In the first ever live interview of a serving MI5 director general, Parker claimed terrorists are using “secure apps and internet communication to try to broadcast their message and to incite and direct terrorism amongst people who live here.”

He called for international agreements between internet providers, many of which are based in the United States, and law enforcement agencies globally.

“It’s in nobody’s interest that terrorists should be able to plot and communicate out of the reach of any authorities with proper legal power,” he told the BBC Today Programme.

Having had its ‘Snooper Charter’ blocked by coalition partners the Lib Dems in the last parliament, the Tories are set to re-introduce controversial elements of the legislation designed to increase the state’s surveillance powers.

Parker was careful to maintain it was for parliament to decide exactly what those powers are, although he made the point several times that the law needs updating to “keep pace with technological change.”

He was referring here in part to strong encryption, which is increasingly being built into online services and which effectively means intelligence agencies cannot monitor the conversations of suspects – even if they do get approval to do so.
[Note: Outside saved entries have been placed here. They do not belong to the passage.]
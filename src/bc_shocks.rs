// Shock magnitude model
//
// Pure, stateless functions mapping an exposure and a transmission
// coefficient to a shock size. Funding and credit shocks are losses and
// strictly reduce the affected balance; a withdrawal is a zero-sum transfer
// between two still-solvent banks. Zero exposures and zero coefficients are
// valid inputs producing zero-magnitude shocks.

/// Loss a counterparty absorbs when the bank that funded it defaults
pub fn funding_shock_amount(exposure: f64, lambda_f: f64) -> f64 {
    exposure * lambda_f
}

/// Loss a bank absorbs on its exposure to a defaulted counterparty
pub fn credit_shock_amount(exposure: f64, lambda_c: f64) -> f64 {
    exposure * lambda_c
}

/// Deposit fraction a solvent bank pulls out of a distressed partner
pub fn withdrawal_amount(exposure: f64, panic_rate: f64) -> f64 {
    exposure * panic_rate
}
Parker stressed MI5 was not about “browsing the private lives of citizens” and did not have “population scale monitoring or anything like that” – alluding to the dragnet surveillance programs of the NSA and GCHQ revealed by the Edward Snowden leaks.

MI5 has stopped six terrorist attempts in the past 12 months alone – the highest number in Parker’s 32-year career, he claimed.

Nithin Thomas, founder of encryption firm SQR Systems, agreed with Parker that technology has advanced faster than the law.

“The latest end-to-end security measures used by services like Apple’s iMessenger have focused purely on offering end-to-end protection of data without any consideration for the organizations that own the data and the legal obligations they have to meet,” he explained.

“I believe the onus is on organizations to invest in gaining more control over the data they handle, and enable access when necessary in a more transparent way that is fully compliant to the legislation. This needs to be a universal standard across all forms of communication, not limited to a few select services.”

The next generation of encryption products will allow organizations to meet legal requirements without impacting privacy and security, Thomas added.

Yet internet and comms providers claim it would be impossible to give intelligence agencies backdoor access to their products without the risk of these details eventually falling into the wrong hands – endangering the security and privacy of hundreds of millions of customers.